The timing is no accident. The proposal follows the County Council's adoption of a 2026 budget in December that shaved roughly $48 million from Page’s original spending request. As reported by St. Louis Public Radio, the cuts were part of an effort to close an approximately $81 million shortfall. Hoodline has tracked early fallout tied to the adopted budget, including the announced closure of a West County satellite office and two county pools. Page’s office is pointing directly to that fiscal squeeze as the reason for pushing deeper cooperation with the city.

Scope of the plan

According to reporting by FOX2, the outline will spotlight existing shared resources such as Bi-State bus service and MetroLink, the Metropolitan Sewer District, the zoo and museum district and police helicopter coverage. It is expected to propose extending that spirit of coordination into policing, street maintenance and public health. The same reporting notes the plan raises a "significant possibility" that the City of St. Louis could re-enter the county as a municipality and questions whether to proceed with plans for a separate new county headquarters. Page's office is framing the approach as a way to streamline back-office functions and avoid spending twice for the same basic services.
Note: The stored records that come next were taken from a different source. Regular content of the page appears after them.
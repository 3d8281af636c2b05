//! Error taxonomy for archive ingestion.
//!
//! Every failure while decoding or segmenting a period's archive is an
//! [`IngestError`]. All of them abort ingestion of the affected period only;
//! [`IngestError::kind`] separates archives whose *shape* is wrong from
//! archives that could not be read.

use std::path::PathBuf;

use thiserror::Error;

/// Result type alias for ingestion operations.
pub type Result<T> = std::result::Result<T, IngestError>;

/// Coarse classification of an [`IngestError`].
#[derive(Debug, Clone, Copy, PartialEq, Eq)]
pub enum ErrorKind {
    /// The archive content violates the expected document/entry shape.
    StructuralMismatch,
    /// The archive could not be opened, read, or decoded.
    Io,
}

/// Errors that can occur while ingesting one period.
#[derive(Debug, Error)]
pub enum IngestError {
    /// The archive container could not be opened.
    #[error("cannot open archive {}: {source}", path.display())]
    ArchiveOpen {
        path: PathBuf,
        #[source]
        source: std::io::Error,
    },

    /// An entry after the first could not be read.
    #[error("cannot read archive entry: {0}")]
    ArchiveRead(#[source] std::io::Error),

    /// The first entry was not `raw.json`.
    #[error("metadata mismatch: expected raw.json as first entry, found {}", found.as_deref().unwrap_or("nothing"))]
    MetadataMismatch { found: Option<String> },

    /// `raw.json` was present but is not valid metadata JSON.
    #[error("malformed raw.json: {0}")]
    MetadataDecode(#[from] serde_json::Error),

    /// An entry name has no dot, or ends in one.
    #[error("entry name {0:?} does not match <user>.<...>.<extension>")]
    FilenameFormat(String),

    /// The user's header blob has no `<head>` marker.
    #[error("no <head> marker in header of user {user}")]
    HeaderMarkerMissing { user: String },

    /// The element after a section carries no machine name.
    #[error("no machine name for the section following {after:?} (user {user})")]
    MachineNameMissing { user: String, after: String },

    /// A CSS selector failed to compile.
    #[error("html selector error: {0}")]
    Html(String),

    /// An archive path does not map to a period id.
    #[error("archive name {0:?} does not map to a period id")]
    InvalidArchiveName(String),
}

impl IngestError {
    pub fn kind(&self) -> ErrorKind {
        match self {
            Self::MetadataMismatch { .. }
            | Self::FilenameFormat(_)
            | Self::HeaderMarkerMissing { .. }
            | Self::MachineNameMissing { .. } => ErrorKind::StructuralMismatch,
            Self::ArchiveOpen { .. }
            | Self::ArchiveRead(_)
            | Self::MetadataDecode(_)
            | Self::Html(_)
            | Self::InvalidArchiveName(_) => ErrorKind::Io,
        }
    }

    pub fn is_structural(&self) -> bool {
        self.kind() == ErrorKind::StructuralMismatch
    }
}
Existing regional partners

Many of the services in the spotlight already operate through regional entities, something advocates say could soften the blow of any changes. Bi-State Development runs the region's MetroLink and MetroBus systems, while the Metropolitan St. Louis Sewer District handles wastewater and stormwater across municipal boundaries. Officials caution that overlapping operations are only a slice of the challenge. They note that authority, budgets, labor contracts and tax formulas would all have to be renegotiated before any consolidation meaningfully changes who delivers day-to-day services.

Political and legal hurdles

Reuniting or otherwise reshaping city-county service delivery remains politically sensitive and legally complex. State lawmakers have revived talk of closer city-county ties in recent legislative sessions, and coverage by the St. Louis Business Journal points to prior efforts to redraw the region's governing map. Any route that alters municipal boundaries or the city's status would require lengthy negotiations, action by legislators and likely voter approval. The County Council's recent decision to trim Page's budget suggests council members will want detailed fiscal modeling and concrete implementation plans before they sign off on any major governance overhaul.

What’s next

Page's presentation on Thursday is expected to clarify whether this is simply a high-level concept or the opening move in a formal reform push. FOX2 reports that he plans to lay out specifics at the news conference. If Page decides to press ahead, residents and officials should expect months of studies, public hearings and legal reviews before the County Council or state lawmakers consider any binding action. Local officials say they are holding off on judgments until they can see the plan's fiscal modeling and a clear timeline for how any changes would be carried out.